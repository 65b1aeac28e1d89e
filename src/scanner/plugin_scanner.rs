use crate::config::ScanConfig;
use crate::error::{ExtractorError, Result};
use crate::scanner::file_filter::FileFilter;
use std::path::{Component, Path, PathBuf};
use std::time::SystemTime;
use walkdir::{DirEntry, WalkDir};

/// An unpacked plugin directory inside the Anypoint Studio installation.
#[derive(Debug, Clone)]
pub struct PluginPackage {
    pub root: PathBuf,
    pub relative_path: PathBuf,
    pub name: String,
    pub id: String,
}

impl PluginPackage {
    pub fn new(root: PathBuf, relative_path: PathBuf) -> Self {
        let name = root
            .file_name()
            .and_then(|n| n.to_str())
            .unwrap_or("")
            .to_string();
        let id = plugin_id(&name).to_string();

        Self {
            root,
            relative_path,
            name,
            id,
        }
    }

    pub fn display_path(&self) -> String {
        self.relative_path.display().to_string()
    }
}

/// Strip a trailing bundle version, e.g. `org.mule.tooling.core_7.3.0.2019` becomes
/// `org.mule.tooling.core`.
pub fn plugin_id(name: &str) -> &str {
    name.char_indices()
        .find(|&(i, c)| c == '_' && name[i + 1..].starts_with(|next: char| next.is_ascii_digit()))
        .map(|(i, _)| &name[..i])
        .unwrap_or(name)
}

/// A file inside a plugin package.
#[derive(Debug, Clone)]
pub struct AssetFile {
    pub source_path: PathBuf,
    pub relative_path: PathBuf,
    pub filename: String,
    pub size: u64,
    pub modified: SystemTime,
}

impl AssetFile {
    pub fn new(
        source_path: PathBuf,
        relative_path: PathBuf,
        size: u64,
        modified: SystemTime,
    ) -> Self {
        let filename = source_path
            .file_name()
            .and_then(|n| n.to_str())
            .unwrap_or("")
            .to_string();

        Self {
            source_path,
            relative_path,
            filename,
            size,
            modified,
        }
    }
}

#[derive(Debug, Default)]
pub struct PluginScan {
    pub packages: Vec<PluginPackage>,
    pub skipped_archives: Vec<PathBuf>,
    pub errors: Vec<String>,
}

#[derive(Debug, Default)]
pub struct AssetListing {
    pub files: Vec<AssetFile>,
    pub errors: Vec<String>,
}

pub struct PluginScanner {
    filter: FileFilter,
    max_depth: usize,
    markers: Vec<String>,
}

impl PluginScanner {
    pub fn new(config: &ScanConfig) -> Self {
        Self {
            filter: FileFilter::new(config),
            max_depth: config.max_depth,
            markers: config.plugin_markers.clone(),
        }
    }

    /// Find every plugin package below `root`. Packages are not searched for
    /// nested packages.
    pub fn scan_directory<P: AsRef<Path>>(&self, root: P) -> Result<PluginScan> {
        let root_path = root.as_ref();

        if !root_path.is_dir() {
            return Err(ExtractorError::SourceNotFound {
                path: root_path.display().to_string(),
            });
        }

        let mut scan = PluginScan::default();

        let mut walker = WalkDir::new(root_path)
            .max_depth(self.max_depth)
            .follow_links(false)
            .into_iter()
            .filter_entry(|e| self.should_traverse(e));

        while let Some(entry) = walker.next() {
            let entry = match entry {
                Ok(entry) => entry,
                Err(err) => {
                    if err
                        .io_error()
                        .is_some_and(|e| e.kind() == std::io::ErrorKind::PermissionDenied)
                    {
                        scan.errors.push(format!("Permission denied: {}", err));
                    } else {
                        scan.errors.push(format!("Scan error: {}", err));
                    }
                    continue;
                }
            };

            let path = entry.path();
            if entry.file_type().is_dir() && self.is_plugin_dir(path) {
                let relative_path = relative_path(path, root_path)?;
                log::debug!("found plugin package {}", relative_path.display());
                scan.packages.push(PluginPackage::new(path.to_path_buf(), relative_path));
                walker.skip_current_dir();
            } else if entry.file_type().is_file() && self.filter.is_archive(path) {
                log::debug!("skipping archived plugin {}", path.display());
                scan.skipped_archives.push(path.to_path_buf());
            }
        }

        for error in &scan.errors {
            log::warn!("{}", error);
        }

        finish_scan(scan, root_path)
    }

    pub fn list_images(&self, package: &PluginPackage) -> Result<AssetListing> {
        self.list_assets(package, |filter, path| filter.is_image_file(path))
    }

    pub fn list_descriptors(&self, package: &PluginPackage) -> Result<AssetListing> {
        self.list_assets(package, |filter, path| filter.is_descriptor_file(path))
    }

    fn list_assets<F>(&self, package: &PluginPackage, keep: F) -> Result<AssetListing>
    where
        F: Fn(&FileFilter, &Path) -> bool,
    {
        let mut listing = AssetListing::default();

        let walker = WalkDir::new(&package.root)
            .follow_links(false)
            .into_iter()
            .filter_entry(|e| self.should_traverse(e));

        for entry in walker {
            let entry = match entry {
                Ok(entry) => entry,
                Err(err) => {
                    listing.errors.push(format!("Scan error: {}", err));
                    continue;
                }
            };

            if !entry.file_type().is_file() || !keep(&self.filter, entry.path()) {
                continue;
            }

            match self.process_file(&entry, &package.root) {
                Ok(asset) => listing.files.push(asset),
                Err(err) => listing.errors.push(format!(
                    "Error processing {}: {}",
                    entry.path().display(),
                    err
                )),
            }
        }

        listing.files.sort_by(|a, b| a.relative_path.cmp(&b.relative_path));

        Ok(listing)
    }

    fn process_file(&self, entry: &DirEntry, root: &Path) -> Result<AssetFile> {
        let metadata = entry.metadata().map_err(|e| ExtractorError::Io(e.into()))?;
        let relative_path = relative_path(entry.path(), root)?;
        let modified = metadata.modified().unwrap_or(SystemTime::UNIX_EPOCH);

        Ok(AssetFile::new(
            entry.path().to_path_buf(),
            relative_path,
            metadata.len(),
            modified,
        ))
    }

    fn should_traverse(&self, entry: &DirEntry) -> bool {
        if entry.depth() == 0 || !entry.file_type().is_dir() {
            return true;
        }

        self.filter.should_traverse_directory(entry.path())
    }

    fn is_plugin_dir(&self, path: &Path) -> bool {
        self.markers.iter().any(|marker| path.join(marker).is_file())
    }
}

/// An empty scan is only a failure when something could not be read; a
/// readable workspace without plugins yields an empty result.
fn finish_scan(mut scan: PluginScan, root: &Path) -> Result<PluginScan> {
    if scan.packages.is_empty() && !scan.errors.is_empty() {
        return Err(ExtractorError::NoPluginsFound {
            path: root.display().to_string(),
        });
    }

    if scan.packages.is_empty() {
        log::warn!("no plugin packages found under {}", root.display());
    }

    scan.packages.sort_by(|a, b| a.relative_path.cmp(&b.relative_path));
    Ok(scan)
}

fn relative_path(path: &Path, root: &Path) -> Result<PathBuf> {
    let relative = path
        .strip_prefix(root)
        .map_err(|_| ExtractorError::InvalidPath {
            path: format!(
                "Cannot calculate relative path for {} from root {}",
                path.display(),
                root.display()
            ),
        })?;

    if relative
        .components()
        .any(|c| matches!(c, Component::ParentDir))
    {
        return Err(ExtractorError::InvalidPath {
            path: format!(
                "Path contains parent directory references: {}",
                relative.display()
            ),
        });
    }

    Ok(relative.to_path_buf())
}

* * *

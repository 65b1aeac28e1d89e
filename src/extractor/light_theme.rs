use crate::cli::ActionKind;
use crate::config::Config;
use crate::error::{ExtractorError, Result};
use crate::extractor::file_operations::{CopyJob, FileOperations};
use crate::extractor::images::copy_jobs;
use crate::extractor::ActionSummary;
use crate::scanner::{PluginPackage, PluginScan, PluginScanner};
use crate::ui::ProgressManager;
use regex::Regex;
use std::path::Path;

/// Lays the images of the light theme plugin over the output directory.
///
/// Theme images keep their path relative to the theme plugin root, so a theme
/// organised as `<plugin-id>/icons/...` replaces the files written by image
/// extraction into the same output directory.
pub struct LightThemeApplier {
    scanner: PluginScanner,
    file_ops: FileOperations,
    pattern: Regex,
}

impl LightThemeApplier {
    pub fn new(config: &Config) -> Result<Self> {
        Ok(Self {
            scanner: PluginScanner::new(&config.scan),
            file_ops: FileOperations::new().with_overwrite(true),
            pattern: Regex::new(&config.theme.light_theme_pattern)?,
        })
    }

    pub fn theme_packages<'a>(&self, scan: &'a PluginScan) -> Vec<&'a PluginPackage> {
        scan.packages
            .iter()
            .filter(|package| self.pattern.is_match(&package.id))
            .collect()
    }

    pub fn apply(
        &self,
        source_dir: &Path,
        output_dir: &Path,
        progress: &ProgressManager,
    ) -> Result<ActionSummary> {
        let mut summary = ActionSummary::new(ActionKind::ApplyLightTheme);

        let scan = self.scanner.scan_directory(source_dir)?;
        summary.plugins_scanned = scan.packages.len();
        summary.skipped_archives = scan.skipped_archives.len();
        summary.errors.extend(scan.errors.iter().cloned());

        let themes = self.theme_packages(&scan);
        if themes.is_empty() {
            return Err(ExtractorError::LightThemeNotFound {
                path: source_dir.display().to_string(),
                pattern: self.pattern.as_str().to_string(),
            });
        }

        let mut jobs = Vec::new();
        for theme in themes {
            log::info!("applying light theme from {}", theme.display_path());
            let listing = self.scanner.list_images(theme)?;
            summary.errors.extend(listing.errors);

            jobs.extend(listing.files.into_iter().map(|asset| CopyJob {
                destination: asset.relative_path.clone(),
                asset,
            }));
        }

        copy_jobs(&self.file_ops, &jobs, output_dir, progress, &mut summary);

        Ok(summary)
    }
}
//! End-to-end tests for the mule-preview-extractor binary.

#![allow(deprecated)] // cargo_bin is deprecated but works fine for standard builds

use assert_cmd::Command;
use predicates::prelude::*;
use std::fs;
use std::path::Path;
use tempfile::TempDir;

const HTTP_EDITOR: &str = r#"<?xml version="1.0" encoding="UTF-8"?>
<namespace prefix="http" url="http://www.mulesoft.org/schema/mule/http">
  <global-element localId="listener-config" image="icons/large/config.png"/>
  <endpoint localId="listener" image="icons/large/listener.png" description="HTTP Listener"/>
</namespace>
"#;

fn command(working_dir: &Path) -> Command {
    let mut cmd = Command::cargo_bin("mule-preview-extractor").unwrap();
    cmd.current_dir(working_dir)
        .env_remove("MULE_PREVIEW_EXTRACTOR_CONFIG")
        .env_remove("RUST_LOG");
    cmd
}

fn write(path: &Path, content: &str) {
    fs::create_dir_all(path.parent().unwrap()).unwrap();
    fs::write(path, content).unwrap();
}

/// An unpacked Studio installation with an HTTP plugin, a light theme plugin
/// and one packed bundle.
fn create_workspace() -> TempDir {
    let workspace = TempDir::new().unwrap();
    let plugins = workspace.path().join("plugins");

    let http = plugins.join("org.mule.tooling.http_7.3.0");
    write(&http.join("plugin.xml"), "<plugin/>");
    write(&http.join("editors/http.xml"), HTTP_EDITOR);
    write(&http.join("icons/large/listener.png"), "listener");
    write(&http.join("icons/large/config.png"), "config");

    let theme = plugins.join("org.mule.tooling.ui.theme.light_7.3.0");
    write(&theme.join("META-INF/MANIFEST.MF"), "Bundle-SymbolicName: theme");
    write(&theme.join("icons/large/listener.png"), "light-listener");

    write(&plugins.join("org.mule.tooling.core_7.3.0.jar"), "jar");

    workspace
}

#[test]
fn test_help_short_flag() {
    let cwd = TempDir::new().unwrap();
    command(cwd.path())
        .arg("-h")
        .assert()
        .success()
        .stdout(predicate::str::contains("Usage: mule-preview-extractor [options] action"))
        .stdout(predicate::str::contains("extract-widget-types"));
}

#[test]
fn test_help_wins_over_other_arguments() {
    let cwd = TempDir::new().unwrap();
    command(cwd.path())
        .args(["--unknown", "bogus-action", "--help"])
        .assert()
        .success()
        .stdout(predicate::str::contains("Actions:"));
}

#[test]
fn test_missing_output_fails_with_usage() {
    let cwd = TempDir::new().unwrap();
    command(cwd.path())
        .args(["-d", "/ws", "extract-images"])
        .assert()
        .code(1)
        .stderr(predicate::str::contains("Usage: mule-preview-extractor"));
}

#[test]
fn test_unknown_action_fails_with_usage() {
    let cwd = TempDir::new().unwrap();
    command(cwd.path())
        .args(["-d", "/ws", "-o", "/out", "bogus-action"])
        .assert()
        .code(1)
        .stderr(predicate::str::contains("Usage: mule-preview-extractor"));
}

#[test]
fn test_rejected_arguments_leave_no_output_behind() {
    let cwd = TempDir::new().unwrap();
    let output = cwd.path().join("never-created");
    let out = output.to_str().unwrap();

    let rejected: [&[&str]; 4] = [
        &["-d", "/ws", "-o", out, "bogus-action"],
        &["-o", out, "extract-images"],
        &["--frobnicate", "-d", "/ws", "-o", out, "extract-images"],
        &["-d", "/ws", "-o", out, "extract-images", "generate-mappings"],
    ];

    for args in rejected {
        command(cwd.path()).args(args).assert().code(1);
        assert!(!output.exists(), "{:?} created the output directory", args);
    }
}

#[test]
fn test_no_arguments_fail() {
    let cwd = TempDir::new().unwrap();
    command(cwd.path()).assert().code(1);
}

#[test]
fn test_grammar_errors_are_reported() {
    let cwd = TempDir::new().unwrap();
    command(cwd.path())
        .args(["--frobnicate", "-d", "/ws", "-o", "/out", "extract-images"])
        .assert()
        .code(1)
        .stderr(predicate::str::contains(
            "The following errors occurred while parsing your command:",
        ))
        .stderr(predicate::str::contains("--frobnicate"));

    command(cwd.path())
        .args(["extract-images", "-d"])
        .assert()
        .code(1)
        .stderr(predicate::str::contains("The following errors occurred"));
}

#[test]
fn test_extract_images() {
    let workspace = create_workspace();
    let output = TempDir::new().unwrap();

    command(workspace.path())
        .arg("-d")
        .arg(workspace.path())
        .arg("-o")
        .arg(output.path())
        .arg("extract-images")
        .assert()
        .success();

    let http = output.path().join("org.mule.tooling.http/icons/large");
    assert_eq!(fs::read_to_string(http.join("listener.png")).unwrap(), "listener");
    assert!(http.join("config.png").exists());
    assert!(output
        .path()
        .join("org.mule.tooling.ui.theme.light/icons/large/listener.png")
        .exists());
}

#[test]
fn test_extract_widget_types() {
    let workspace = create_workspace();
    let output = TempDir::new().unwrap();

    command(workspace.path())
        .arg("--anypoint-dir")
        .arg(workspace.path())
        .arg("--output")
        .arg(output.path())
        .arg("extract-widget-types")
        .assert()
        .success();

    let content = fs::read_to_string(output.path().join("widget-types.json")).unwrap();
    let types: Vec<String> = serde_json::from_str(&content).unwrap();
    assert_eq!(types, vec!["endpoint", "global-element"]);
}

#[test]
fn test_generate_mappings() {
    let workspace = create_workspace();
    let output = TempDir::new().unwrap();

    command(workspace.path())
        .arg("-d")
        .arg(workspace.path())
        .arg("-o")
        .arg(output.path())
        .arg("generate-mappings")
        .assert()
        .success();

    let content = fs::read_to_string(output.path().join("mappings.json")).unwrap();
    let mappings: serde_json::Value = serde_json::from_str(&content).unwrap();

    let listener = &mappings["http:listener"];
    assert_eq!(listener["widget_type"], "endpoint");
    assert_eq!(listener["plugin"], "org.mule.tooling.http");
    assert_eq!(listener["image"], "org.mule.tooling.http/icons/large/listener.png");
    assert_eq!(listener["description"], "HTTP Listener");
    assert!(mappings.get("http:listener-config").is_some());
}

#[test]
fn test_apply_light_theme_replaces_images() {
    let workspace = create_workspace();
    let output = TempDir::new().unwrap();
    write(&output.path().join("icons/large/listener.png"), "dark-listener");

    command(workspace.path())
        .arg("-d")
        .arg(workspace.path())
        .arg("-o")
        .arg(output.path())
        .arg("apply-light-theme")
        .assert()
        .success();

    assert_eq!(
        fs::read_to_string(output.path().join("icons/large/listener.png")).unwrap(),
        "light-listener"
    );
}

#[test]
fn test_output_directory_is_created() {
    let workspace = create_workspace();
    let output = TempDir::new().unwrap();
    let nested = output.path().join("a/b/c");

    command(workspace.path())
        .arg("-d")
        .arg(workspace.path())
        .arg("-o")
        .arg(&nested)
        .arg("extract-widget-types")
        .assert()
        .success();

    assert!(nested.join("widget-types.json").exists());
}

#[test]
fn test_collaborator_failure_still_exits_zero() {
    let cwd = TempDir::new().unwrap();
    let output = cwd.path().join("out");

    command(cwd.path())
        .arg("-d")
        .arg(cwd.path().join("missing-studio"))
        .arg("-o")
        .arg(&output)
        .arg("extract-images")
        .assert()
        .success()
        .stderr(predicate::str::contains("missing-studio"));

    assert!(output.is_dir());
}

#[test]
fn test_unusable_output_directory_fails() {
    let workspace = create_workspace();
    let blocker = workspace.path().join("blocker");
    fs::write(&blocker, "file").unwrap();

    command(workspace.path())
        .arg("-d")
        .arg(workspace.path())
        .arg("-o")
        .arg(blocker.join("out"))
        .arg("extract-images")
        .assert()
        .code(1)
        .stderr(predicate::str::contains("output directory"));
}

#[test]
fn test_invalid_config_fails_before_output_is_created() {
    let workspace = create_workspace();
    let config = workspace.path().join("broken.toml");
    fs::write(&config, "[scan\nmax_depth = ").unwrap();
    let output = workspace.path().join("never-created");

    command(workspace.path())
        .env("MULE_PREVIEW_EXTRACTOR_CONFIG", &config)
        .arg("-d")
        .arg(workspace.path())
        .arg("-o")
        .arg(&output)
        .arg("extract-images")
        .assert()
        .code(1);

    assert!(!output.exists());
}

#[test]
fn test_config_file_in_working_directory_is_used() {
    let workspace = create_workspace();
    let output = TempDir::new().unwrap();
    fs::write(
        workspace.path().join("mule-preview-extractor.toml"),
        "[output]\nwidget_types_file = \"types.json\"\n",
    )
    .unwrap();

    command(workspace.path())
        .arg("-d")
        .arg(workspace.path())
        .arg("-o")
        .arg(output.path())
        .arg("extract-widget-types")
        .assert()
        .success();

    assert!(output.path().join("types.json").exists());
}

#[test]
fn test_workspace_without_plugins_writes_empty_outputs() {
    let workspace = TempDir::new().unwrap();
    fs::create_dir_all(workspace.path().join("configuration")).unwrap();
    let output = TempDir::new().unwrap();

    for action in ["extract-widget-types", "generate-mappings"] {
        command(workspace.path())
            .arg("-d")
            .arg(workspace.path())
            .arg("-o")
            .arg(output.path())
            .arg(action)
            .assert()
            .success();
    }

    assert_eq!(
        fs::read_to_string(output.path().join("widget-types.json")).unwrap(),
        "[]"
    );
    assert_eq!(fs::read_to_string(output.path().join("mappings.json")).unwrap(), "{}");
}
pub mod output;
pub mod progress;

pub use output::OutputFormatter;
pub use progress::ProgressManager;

* * *

**Task goal:** Produce a word-for-word copy of everything above from the line holding "e.kind() == std::io::ErrorKind::PermissionDenied)" down to the line holding "if entry.file_type().is_dir() &&", with both of those lines kept.

**Response:**
                        .is_some_and(|e| e.kind() == std::io::ErrorKind::PermissionDenied)
                    {
                        scan.errors.push(format!("Permission denied: {}", err));
                    } else {
                        scan.errors.push(format!("Scan error: {}", err));
                    }
                    continue;
                }
            };

            let path = entry.path();
            if entry.file_type().is_dir() && self.is_plugin_dir(path) {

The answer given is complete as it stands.